F i g. 2c finally shows an embodiment in which the shielding layer 3 has no openings. The continuous current generating the auxiliary field can be used in a Kreuzfeld cryotron, as shown in FIG. 2c shows by freezing a magnetic The river. The currents, which are marked with an arrow 4, are formed at the designated points under the action of two coincident ones Magnetic fields generated by currents on the controlled part 1 and the controlling part Part 2 of the superconducting switching or storage element flow. The size of the The resulting auxiliary field can in this case be more coincident due to the size of the two Current pulses can be set.
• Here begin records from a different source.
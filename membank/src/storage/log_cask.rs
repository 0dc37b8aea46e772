use std::path::PathBuf;
use crate::error::{CResult, Error};
use crate::storage::{KeyDir, ScanIteratorT, Status};
use crate::storage::engine::Engine;
use crate::storage::log::Log;

/// A very simple variant of LogCask, itself a very simple log-structured key-value engine.
///
/// LogCask writes key-value pairs to an append-only log file, and keeps a
/// mapping of keys to file positions in memory. All live keys must fit in
/// memory. Deletes write a tombstone value to the log file. To remove old
/// garbage, logs can be compacted by writing new logs containing only live
/// data, skipping replaced values and tombstones.
///
/// This implementation makes several significant simplifications over standard LogCask:
///
/// - Instead of writing multiple fixed-size log files, it uses a single
///   append-only log file of arbitrary size. This increases the compaction
///   volume, since the entire log file must be rewritten on every compaction,
///   and can exceed the filesystem's file size limit.
///
/// - Hint files are not used, the log itself is scanned when opened to
///   build the keydir. Hint files only omit values, the hint files would be nearly as large as
///   the compacted log files themselves.
///
/// - Log entries don't contain timestamps or checksums.
///
/// The structure of a log entry is:
///
/// - Key length as big-endian u32.
/// - Value length as big-endian i32, or -1 for tombstones.
/// - Key as raw bytes (max 2 GB).
/// - Value as raw bytes (max 2 GB).
pub struct LogCask {
    /// The active append-only log file.
    log: Log,

    /// use index, Maps keys to a value position and length in the log file.
    keydir: KeyDir,
}

impl LogCask {
    /// Opens or creates a LogCask in the given file.
    pub fn new(path: PathBuf) -> CResult<Self> {
        Self::new_with_lock(path, true)
    }

    pub fn new_with_lock(path: PathBuf, try_lock: bool) -> CResult<Self> {
        let mut log = Log::new_with_lock(path, try_lock)?;
        let keydir = log.build_keydir()?;
        Ok(Self { log, keydir })
    }

    /// Opens a LogCask, and automatically compacts it if the amount
    /// of garbage exceeds the given ratio when opened.
    pub fn new_compact(path: PathBuf, garbage_ratio_threshold: f64) -> CResult<Self> {
        let mut s = Self::new(path)?;

        let status = s.status()?;
        let garbage_ratio = status.garbage_disk_size as f64 / status.total_disk_size as f64;
        if status.garbage_disk_size > 0 && garbage_ratio >= garbage_ratio_threshold {
            log::info!(
                "Compacting {} to remove {:.3}MB garbage ({:.0}% of {:.3}MB)",
                s.log.path.display(),
                status.garbage_disk_size / 1024 / 1024,
                garbage_ratio * 100.0,
                status.total_disk_size / 1024 / 1024
            );
            s.compact()?;
            log::info!(
                "Compacted {} to size {:.3}MB",
                s.log.path.display(),
                (status.total_disk_size - status.garbage_disk_size) / 1024 / 1024
            );
        }

        Ok(s)
    }

    pub fn get_path(&self) -> Option<&str> {
        self.log.path.to_str()
    }
}

impl std::fmt::Display for LogCask {
    fn fmt(&self, f: &mut std::fmt::Formatter<'_>) -> std::fmt::Result {
        write!(f, "log cask")
    }
}

impl Engine for LogCask {
    type ScanIterator<'a> = LogScanIterator<'a>;

    fn delete(&mut self, key: &[u8]) -> CResult<i64> {
        self.log.write_entry(key, None)?;
        let existed = self.keydir.remove(key).is_some();
        Ok(existed as i64)
    }

    fn flush(&mut self) -> CResult<()> {
        Ok(self.log.file.sync_all()?)
    }

    fn get(&mut self, key: &[u8]) -> CResult<Option<Vec<u8>>> {
        if let Some((value_pos, value_len)) = self.keydir.get(key) {
            Ok(Some(self.log.read_value(*value_pos, *value_len)?))
        } else {
            Ok(None)
        }
    }

    fn scan(&mut self, range: impl std::ops::RangeBounds<Vec<u8>>) -> Self::ScanIterator<'_>
        where Self: Sized {
        LogScanIterator { inner: self.keydir.range(range), log: &mut self.log }
    }

    fn scan_dyn<'a>(
        &'a mut self,
        range: (std::ops::Bound<Vec<u8>>, std::ops::Bound<Vec<u8>>),
    ) -> Box<dyn ScanIteratorT + '_> {
        Box::new(self.scan(range))
    }

    fn set(&mut self, key: &[u8], value: Vec<u8>) -> CResult<()> {
        let (pos, len) = self.log.write_entry(key, Some(&*value))?;
        let value_len = value.len() as u32;
        self.keydir.insert(key.to_vec(), (pos + len as u64 - value_len as u64, value_len));
        Ok(())
    }

    fn status(&mut self) -> CResult<Status> {
        let keys = self.keydir.len() as u64;
        let size = self
            .keydir
            .iter()
            .fold(0, |size, (key, (_, value_len))| size + key.len() as u64 + *value_len as u64);
        let total_disk_size = self.log.file.metadata()?.len();
        let live_disk_size = size + 8 * keys; // account for length prefixes
        let garbage_disk_size = total_disk_size - live_disk_size;
        Ok(Status {
            name: self.to_string(),
            keys,
            size,
            total_disk_size,
            live_disk_size,
            garbage_disk_size,
        })
    }
}

impl LogCask {
    /// Compacts the current log file by writing out a new log file containing
    /// only live keys and replacing the current file with it.
    pub fn compact(&mut self) -> CResult<()> {
        let mut tmp_path = self.log.path.clone();
        // need double disk size
        tmp_path.set_extension("new");

        let (mut new_log, new_keydir) = self.write_log(tmp_path)?;

        if let Err(err) = std::fs::rename(&new_log.path, &self.log.path) {
            return Err(Error::Io(format!(
                "compact rename from {:?} to {:?} failed: {}",
                &new_log.path, &self.log.path, err
            )));
        }

        new_log.path = self.log.path.clone();

        self.log = new_log;
        self.keydir = new_keydir;
        Ok(())
    }

    /// Writes out a new log file with the live entries of the current log file
    /// and returns it along with its keydir. Entries are written in key order.
    fn write_log(&mut self, path: PathBuf) -> CResult<(Log, KeyDir)> {
        let mut new_keydir = KeyDir::new();
        let mut new_log = Log::new(path)?;
        new_log.file.set_len(0)?; // truncate file if it exists
        for (key, (value_pos, value_len)) in self.keydir.iter() {
            let value = self.log.read_value(*value_pos, *value_len)?;
            let (pos, len) = new_log.write_entry(key, Some(&value))?;
            new_keydir.insert(key.clone(), (pos + len as u64 - *value_len as u64, *value_len));
        }
        Ok((new_log, new_keydir))
    }
}

/// Attempt to flush the file when the LogCask is closed.
impl Drop for LogCask {
    fn drop(&mut self) {
        if let Err(error) = self.flush() {
            log::error!("failed to flush file: {}", error)
        }
    }
}

pub struct LogScanIterator<'a> {
    inner: std::collections::btree_map::Range<'a, Vec<u8>, (u64, u32)>,
    log: &'a mut Log,
}

impl<'a> LogScanIterator<'a> {
    fn map(&mut self, item: (&Vec<u8>, &(u64, u32))) -> <Self as Iterator>::Item {
        let (key, (value_pos, value_len)) = item;
        Ok((key.clone(), self.log.read_value(*value_pos, *value_len)?))
    }
}

impl<'a> Iterator for LogScanIterator<'a> {
    type Item = CResult<(Vec<u8>, Vec<u8>)>;

    fn next(&mut self) -> Option<Self::Item> {
        self.inner.next().map(|item| self.map(item))
    }
}

impl<'a> DoubleEndedIterator for LogScanIterator<'a> {
    fn next_back(&mut self) -> Option<Self::Item> {
        self.inner.next_back().map(|item| self.map(item))
    }
}
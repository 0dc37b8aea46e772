use log::LevelFilter;
use std::io::BufWriter;
use std::io::Write;
use std::str::FromStr;

use anyhow::Result;
use tracing_appender::rolling::RollingFileAppender;
use tracing_appender::rolling::Rotation;

const MAX_LOG_FILES: usize = 10;

/// Initializes a daily-rotating file logger plus a colored stderr channel
/// for warnings, mirroring how the library's own `log::warn!` calls surface
/// to an operator running the CLI.
pub async fn init_logging(
    dir: &str,
    level: &str,
) -> Result<Vec<Box<dyn Drop + Send + Sync + 'static>>> {
    let mut guards: Vec<Box<dyn Drop + Send + Sync + 'static>> = Vec::new();
    let mut logger = fern::Dispatch::new();

    let rolling = RollingFileAppender::builder()
        .rotation(Rotation::DAILY)
        .filename_prefix("membank-cli.log")
        .max_log_files(MAX_LOG_FILES)
        .build(dir)?;
    let (non_blocking, flush_guard) = tracing_appender::non_blocking(rolling);
    let buffered_non_blocking = BufWriter::with_capacity(64 * 1024 * 1024, non_blocking);

    guards.push(Box::new(flush_guard));
    let dispatch_file = fern::Dispatch::new()
        .format(|out, message, record| {
            out.finish(format_args!(
                "[{}] - {} - [{}] {}",
                chrono::Local::now().to_rfc3339_opts(chrono::SecondsFormat::Secs, true),
                record.level(),
                record.target(),
                message
            ))
        })
        .level(LevelFilter::from_str(level)?)
        .chain(Box::new(buffered_non_blocking) as Box<dyn Write + Send>);
    logger = logger.chain(dispatch_file);

    let dispatch_stderr = fern::Dispatch::new()
        .level(LevelFilter::Warn)
        .format(|out, message, _| {
            out.finish(format_args!(
                "\x1B[{}m{}\x1B[0m",
                fern::colors::Color::Yellow.to_fg_str(),
                message
            ))
        })
        .chain(std::io::stderr());
    logger = logger.chain(dispatch_stderr);

    if logger.apply().is_err() {
        eprintln!("logger has already been set");
        return Ok(Vec::new());
    }

    Ok(guards)
}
The application of this principle is particular advantageous in the case of switching or storage elements arranged in the manner of a matrix.

Claims (3)

Claims: 1. At least one controlling and one controlled Part of existing superconducting switching or storage element with one in its A shielding layer arranged in the vicinity of controllable, superconducting material, d a d u r c h g e - indicates that if the response threshold deviates, this Element from the mean value of the response thresholds of a large number of elements in this A shield layer in the vicinity of the controlled part of the superconducting element Continuous current is induced, its magnetic field on the controlled part of the superconducting Switching or storage element acts so that its response threshold in mind an adjustment to the mean value mentioned is influenced. 2. Superconducting Switching or storage element according to Claim 1, characterized in that the current path of the continuous current through arranged in the vicinity of the controlled part of the element Openings in the controllable material of the shielding layer is defined. 3. Superconducting Switching or storage element according to Claim 1, characterized in that the current path of the superconducting continuous current is determined by »freezing« a magnetic flux is. Documents considered: German Auslegeschrift No. 1102 809.